Na bitte, geht doch. Er klickte den Ordner an und wurde vom Anblick mindestens zwanzig weiterer Ordner begrüßt. Einige hatten Namen, andere waren lediglich nummeriert. Als Jake einen Ordner Familie entdeckte, öffnete er ihn schnell und lächelte, als er Fotos von sich und Caleb sah, die während der Feiertage aufgenommen worden waren, als Jake noch ein Baby war. Aww. Dass Caleb solche Bilder behalten hatte, wärmte ihm das Herz.
Dann sah er eines, das ihn verwirrte, und er klickte es an. Alle Personen darauf waren schwarz. Das Foto zeigte eine Gruppe von Menschen, die um einen Esstisch saßen, und alle lächelten in die Kamera. Jake fragte sich, wer zum Teufel sie waren, bis er sich einen der Männer genauer ansah.
Es war Liam.
Warum zum Geier ist er hier mit drin?
Da waren noch mehr solcher Fotos und dann entdeckte Jake eines von einem weiteren Treffen, aber dieses Mal war auch Caleb mit auf dem Bild. Und auf einem anderen. Und auf noch einem.
Sekunde mal. Vielleicht hat er Liams Familie besucht. Nicht so abwegig, oder? Ich meine, wie lang waren sie Freunde? Es beantwortete allerdings nicht die Frage, warum die Bilder sich in diesem speziellen Ordner befanden. Es war kein Irrtum, es waren nicht nur ein paar Bilder versehentlich dort abgespeichert worden. Dafür waren es zu viele.
Jake schloss den Ordner und überflog den Rest. Reisen, College, Projekte… und einer mit der Bezeichnung US. Das trug nur noch mehr zu Jakes Verwirrung bei. Soweit er wusste, hatte Caleb kaum Gelegenheit gehabt, Orte außerhalb Tennessees und Atlantas zu besuchen. Dann ging ihm auf, dass sein Wissen leider sehr zu wünschen übrig ließ. Er hatte keine Ahnung, wo in den Vereinigten Staaten Caleb in den acht Jahren, seit er sein Zuhause verlassen hatte, gewesen sein könnte.
Noch mehr Geheimnisse. Der Gedanke tat weh. Er öffnete den Ordner, um mehr herauszufinden – und erstarrte.
Was zum Teufel?
Jake stellten sich die Nackenhaare auf, als ihn die Erkenntnis traf wie ein Blitz aus heiterem Himmel.
Das ist nicht US für U.S. wie Vereinigte Staaten – das ist US für WIR.
Er hatte unzählige Fotos von Caleb vor sich – zusammen mit Liam.
Im Zoo.
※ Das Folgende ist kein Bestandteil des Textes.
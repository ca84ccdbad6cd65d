//! Documents and the ordered document store

use chrono::{DateTime, Utc};
use serde::{Deserialize, Serialize};

use super::error::{NotepadError, Result};
use super::storage::{KeyValueStore, DOCUMENTS_KEY};

/// Document identifier, assigned monotonically and never reused
pub type DocumentId = u64;

/// Title given to documents without a usable first line
pub const UNTITLED: &str = "Untitled";

/// Longest title kept before it is cut and given an ellipsis
const MAX_TITLE_CHARS: usize = 30;

const WELCOME_TITLE: &str = "Welcome to Minimalist Notepad";

const WELCOME_CONTENT: &str = r#"# Welcome to Minimalist Notepad

Start typing your markdown here...

## Features

- **Markdown** support with live preview
- **LaTeX** math: $E = mc^2$
- **Code blocks** with syntax highlighting
- **Typewriter sounds** (toggle in toolbar)
- **Export** to HTML or plain text
- **Search & Replace** with regex support
- **Multiple themes** (light, dark, sepia)
- **Focus mode** and **Typewriter mode**

```rust
println!("Hello, World!");
```

$$\int_0^\infty e^{-x^2} dx = \frac{\sqrt{\pi}}{2}$$"#;

/// A markdown document
#[derive(Debug, Clone, PartialEq, Serialize, Deserialize)]
#[serde(rename_all = "camelCase")]
pub struct Document {
    pub id: DocumentId,
    /// Display title, derived from the first line on every edit
    pub title: String,
    pub content: String,
    pub last_modified: DateTime<Utc>,
}

impl Document {
    fn new(id: DocumentId, title: &str, content: &str) -> Self {
        let title = if title.is_empty() { UNTITLED } else { title };
        Self {
            id,
            title: title.to_string(),
            content: content.to_string(),
            last_modified: Utc::now(),
        }
    }

    /// Replace the content and re-derive the title
    fn set_content(&mut self, content: String) {
        self.title = derive_title(&content);
        self.content = content;
        self.last_modified = Utc::now();
    }
}

/// Derive a tab title from the first line of `content`.
///
/// Leading `#` heading markers and surrounding whitespace are stripped. An
/// empty result gives [`UNTITLED`]; anything longer than 30 characters is cut
/// and suffixed with `...`.
pub fn derive_title(content: &str) -> String {
    let first_line = content.split('\n').next().unwrap_or_default();
    let heading = first_line.trim_start_matches('#').trim();

    if heading.is_empty() {
        return UNTITLED.to_string();
    }

    match heading.char_indices().nth(MAX_TITLE_CHARS) {
        Some((cut, _)) => format!("{}...", &heading[..cut]),
        None => heading.to_string(),
    }
}

/// Ordered in-memory collection of documents
#[derive(Debug, Clone)]
pub struct DocumentStore {
    documents: Vec<Document>,
    next_id: DocumentId,
}

impl Default for DocumentStore {
    fn default() -> Self {
        Self {
            documents: Vec::new(),
            next_id: 1,
        }
    }
}

impl DocumentStore {
    /// Build a store from an existing collection, continuing its id sequence
    pub fn from_documents(documents: Vec<Document>) -> Self {
        let next_id = documents.iter().map(|d| d.id).max().map_or(1, |max| max + 1);
        Self { documents, next_id }
    }

    /// Load the collection from storage.
    ///
    /// Returns the store and whether it had to be seeded with the welcome
    /// document. Unreadable or malformed data is logged and treated as empty.
    pub fn load(storage: &dyn KeyValueStore) -> (Self, bool) {
        let documents = match storage.get(DOCUMENTS_KEY) {
            Ok(Some(json)) => serde_json::from_str::<Vec<Document>>(&json).unwrap_or_else(|e| {
                tracing::error!("Error loading documents: {}", e);
                Vec::new()
            }),
            Ok(None) => Vec::new(),
            Err(e) => {
                tracing::error!("Error reading documents: {}", e);
                Vec::new()
            }
        };

        let mut store = Self::from_documents(documents);
        let seeded = store.is_empty();
        if seeded {
            store.create(Some(WELCOME_TITLE), Some(WELCOME_CONTENT));
        }
        tracing::info!("Loaded {} document(s)", store.len());
        (store, seeded)
    }

    /// Write the full collection to storage
    pub fn save(&self, storage: &mut dyn KeyValueStore) -> Result<()> {
        let json = serde_json::to_string(&self.documents)?;
        storage.set(DOCUMENTS_KEY, &json)
    }

    /// Append a new document and return a copy of it
    pub fn create(&mut self, title: Option<&str>, content: Option<&str>) -> Document {
        let id = self.next_id;
        self.next_id += 1;

        let doc = Document::new(id, title.unwrap_or(UNTITLED), content.unwrap_or_default());
        self.documents.push(doc.clone());
        doc
    }

    /// Replace a document's content. Unknown ids are ignored and return `false`.
    pub fn update(&mut self, id: DocumentId, content: impl Into<String>) -> bool {
        match self.documents.iter_mut().find(|d| d.id == id) {
            Some(doc) => {
                doc.set_content(content.into());
                true
            }
            None => false,
        }
    }

    /// Remove a document and return the id that should become active if the
    /// removed one was: the document just before it, or the new first one.
    pub fn delete(&mut self, id: DocumentId) -> Result<DocumentId> {
        if self.documents.len() <= 1 {
            return Err(NotepadError::LastDocument);
        }

        let index = self
            .position(id)
            .ok_or(NotepadError::NotFound(id))?;
        self.documents.remove(index);

        Ok(self.documents[index.saturating_sub(1)].id)
    }

    pub fn get(&self, id: DocumentId) -> Option<&Document> {
        self.documents.iter().find(|d| d.id == id)
    }

    pub fn contains(&self, id: DocumentId) -> bool {
        self.position(id).is_some()
    }

    /// Documents in insertion order
    pub fn list(&self) -> &[Document] {
        &self.documents
    }

    pub fn first(&self) -> Option<&Document> {
        self.documents.first()
    }

    pub fn len(&self) -> usize {
        self.documents.len()
    }

    pub fn is_empty(&self) -> bool {
        self.documents.is_empty()
    }

    fn position(&self, id: DocumentId) -> Option<usize> {
        self.documents.iter().position(|d| d.id == id)
    }
}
Im Aquarium. Am Strand. Sie sahen beide glücklich aus. So viele Bilder.
Wow. Sie standen sich wirklich sehr nahe.
Als er einen Ordner entdeckte, dessen Namen aus einem Smiley bestand, wusste Jake, dass er nachsehen musste. Seine Hand zitterte, als er ihn anklickte, und er sah –
Liam im Bett, auf der Seite liegend, wie er schläfrig in die Kamera lächelte.
Liam, auf dem Rücken im Bett liegend, mit nackter Brust und lachend, der zur Kamera über seinem Kopf aufschaute.
Und…
Jake starrte ungläubig das Bild von Caleb und Liam an, die zusammen im Bett lagen, nackt von der Taille aufwärts. Calebs Kopf ruhte auf Liams Brust, den Arm hatte er ausgestreckt, um das Selfie zu machen, der Kontrast von Calebs hellbraunen Haaren zu Liams dunkelbrauner Haut…
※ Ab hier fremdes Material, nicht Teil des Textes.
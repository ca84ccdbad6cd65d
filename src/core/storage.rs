//! Local key-value persistence for documents and settings

use std::collections::HashMap;
use std::fs;
use std::path::{Path, PathBuf};

use anyhow::Context;
use directories::ProjectDirs;

use super::error::{NotepadError, Result};

/// Storage key holding the serialized document collection
pub const DOCUMENTS_KEY: &str = "notepad-documents";
/// Storage key holding the serialized settings record
pub const SETTINGS_KEY: &str = "notepad-settings";

/// A flat string-to-string store
pub trait KeyValueStore {
    /// Read the value stored under `key`, if any
    fn get(&self, key: &str) -> Result<Option<String>>;

    /// Store `value` under `key`, replacing any previous value
    fn set(&mut self, key: &str, value: &str) -> Result<()>;
}

/// File-backed store keeping one `<key>.json` file per key
#[derive(Debug, Clone)]
pub struct FileStore {
    root: PathBuf,
}

impl FileStore {
    /// Create a store rooted at `root`
    pub fn new(root: impl Into<PathBuf>) -> Self {
        Self { root: root.into() }
    }

    /// Create a store in the platform data directory
    pub fn in_data_dir() -> anyhow::Result<Self> {
        let dirs = ProjectDirs::from("com", "minipad", "Minipad")
            .context("Could not determine data directory")?;
        Ok(Self::new(dirs.data_dir()))
    }

    /// Directory the store writes into
    pub fn root(&self) -> &Path {
        &self.root
    }

    fn path_for(&self, key: &str) -> PathBuf {
        self.root.join(format!("{key}.json"))
    }
}

impl KeyValueStore for FileStore {
    fn get(&self, key: &str) -> Result<Option<String>> {
        let path = self.path_for(key);
        if !path.exists() {
            return Ok(None);
        }
        Ok(Some(fs::read_to_string(path)?))
    }

    fn set(&mut self, key: &str, value: &str) -> Result<()> {
        fs::create_dir_all(&self.root)?;

        // Write a sibling file, then rename it over the old value
        let path = self.path_for(key);
        let tmp = path.with_extension("json.tmp");
        fs::write(&tmp, value)?;
        fs::rename(&tmp, &path).map_err(|e| {
            NotepadError::Persistence(format!("Failed to replace {}: {}", path.display(), e))
        })?;

        tracing::debug!("Stored {} ({} bytes)", key, value.len());
        Ok(())
    }
}

/// In-memory store, used by tests and as a fallback when no data dir exists
#[derive(Debug, Clone, Default)]
pub struct MemoryStore {
    entries: HashMap<String, String>,
}

impl MemoryStore {
    pub fn new() -> Self {
        Self::default()
    }
}

impl KeyValueStore for MemoryStore {
    fn get(&self, key: &str) -> Result<Option<String>> {
        Ok(self.entries.get(key).cloned())
    }

    fn set(&mut self, key: &str, value: &str) -> Result<()> {
        self.entries.insert(key.to_string(), value.to_string());
        Ok(())
    }
}

/// Either backend, picked at startup
#[derive(Debug, Clone)]
pub enum Storage {
    File(FileStore),
    Memory(MemoryStore),
}

impl Storage {
    /// Use the platform data directory, or memory when it cannot be resolved
    pub fn open_default() -> Self {
        match FileStore::in_data_dir() {
            Ok(store) => {
                tracing::info!("Using storage at: {}", store.root().display());
                Storage::File(store)
            }
            Err(e) => {
                tracing::warn!("{}; documents will not outlive this session", e);
                Storage::Memory(MemoryStore::new())
            }
        }
    }
}

impl KeyValueStore for Storage {
    fn get(&self, key: &str) -> Result<Option<String>> {
        match self {
            Storage::File(store) => store.get(key),
            Storage::Memory(store) => store.get(key),
        }
    }

    fn set(&mut self, key: &str, value: &str) -> Result<()> {
        match self {
            Storage::File(store) => store.set(key, value),
            Storage::Memory(store) => store.set(key, value),
        }
    }
}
Caleb – und Liam. Sie sahen so unglaublich sorglos aus, so glücklich.
Und da waren noch mehr Bilder. Nicht nur Selfies, auch Aufnahmen, die offensichtlich mit dem Selbstauslöser gemacht worden waren. Auf denen sie einander umarmten. Einander in die Augen sahen.
Es gab keine andere Art, diese Fotos zu interpretieren, außer der offensichtlichen. Die Intimität zwischen den beiden Männern ließ sich nicht ignorieren.
Caleb, du Mistkerl! Warum hast du es mir verfickt noch mal nicht gesagt?